Dan Meinwald with a monoraul pressing of Ellington Indigos (left) and the marvelous 1950 monoraul Masterpieces by Ellington (ML 4418). Sublime! Many thanks, Dan.

"It was also a revelation of the glories that great performances on mono can have: layering (you don't need stereo for that, surprisingly enough), texture, rich enveloping tone, and atmosphere by the ton. Dan was sharing with anyone who has EARs to hear (not everyone does!) how good such mono LPs can be, properly played back. Dan even did a comparison of mono playback via mono vs. stereo cartridges. The Dynavector stereo did a good job, but the noise floor was noticeably increased (more tics/pops) with a stereo MC. This demonstration made it clear to me that if you're serious about mono, invest in a good mono setup. In the case of the Disc Master, getting a second tonearm is quite feasible …just the thing for the serious collector."
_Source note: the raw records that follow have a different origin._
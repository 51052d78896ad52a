//! Realtime feeds
//!
//! Two instantiations of one pipeline on top of the connection supervisor:
//! - prices: decode → fold into a symbol → price book
//! - notifications: decode → dedup `looking` events → prepend to a bounded log

mod decoder;
mod dedup;
mod notification;
mod price;
mod types;

pub use decoder::{decode_frame, Decoded, FeedEvent, FrameDecoder};
pub use dedup::{DedupConfig, DedupWindow};
pub use notification::{
    Notification, NotificationFeed, NotificationLog, NotificationProjector, NOTIFICATION_FEED,
};
pub use price::{PriceBook, PriceEntry, PriceFeed, PriceProjector, PRICE_FEED};
pub use types::{BotEvent, BotEventType, PriceSource, PriceTick};
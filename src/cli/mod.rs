//! CLI interface for livefeed
//!
//! Provides subcommands for:
//! - `prices`: Watch the live price feed
//! - `events`: Watch the bot notification feed
//! - `config`: Show the effective configuration

mod events;
mod prices;

pub use events::EventsArgs;
pub use prices::PricesArgs;

use clap::{Parser, Subcommand};

#[derive(Parser, Debug)]
#[command(name = "livefeed")]
#[command(about = "Realtime price and bot-event stream client")]
#[command(version)]
pub struct Cli {
    #[command(subcommand)]
    pub command: Commands,

    /// Path to configuration file
    #[arg(short, long, default_value = "config.toml")]
    pub config: String,

    /// Override the page origin stream URLs are derived from
    #[arg(long)]
    pub origin: Option<String>,
}

#[derive(Subcommand, Debug)]
pub enum Commands {
    /// Watch live price ticks
    Prices(PricesArgs),
    /// Watch bot notifications
    Events(EventsArgs),
    /// Show configuration
    Config,
}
Interested parties can read the full report here.

Sunday, 6 February 2011

Only Connect

January 23 last, a couple of weeks ago saw the sixty eighth anniversary of Duke Ellington’s first concert at Carnegie Hall. Centre piece of this event was the performance of a piece written specifically with this occasion in mind – Black, Brown and Beige.

Whilst the work was previewed the night before at Rye High School, Westchester County, New York the previous evening, Carnegie was the occasion, effectively, of its world premier.

A further performance of the work took place at Boston’s Symphony Hall on January 28 and then Ellington never performed the work in its entirety in concert ever again.

Listening to that first Carnegie Hall concert from the original vinyl issue (the transfer to CD is not done well –vinyl is the way to go to hear these recordings), B, B and B occupies both sides of the second of the three discs. It comprises, then, an entirely self-contained experience. I know that over the next few weeks I shall be returning to these sides again and again to reflect on the significance the composition – perhaps the major work of his career - certainly had on Ellington himself.

It is interesting to reflect, too, on the life the work enjoyed beyond these initial performances. There is the 1958 Columbia album, for example and the way certain pieces from the work would recur throughout Ellington’s work, the sublime Come Sunday, signally, which is featured both in Ellington’s 1963 My People and the Sacred concerts. These matters of heritage and faith run deep.

I was particularly gratified to receive a comment following the recent, brief piece on the passing of Barrie Lee Hall Junior posted here. The comment was signed Maurice. A little research on line confirmed me in my thoughts that its author was Maurice Peress who amongst his many accomplishments through his work with the Aaron Copland School of Music, is the author of Living with American Music: From Dvorak to Duke Ellington and who worked with Ellington himself on orchestrating Black, Brown and Beige in the sixties.

Thank you, Mr Peress for your comments. As with all the support, interest and kindness I receive here, they are very much appreciated.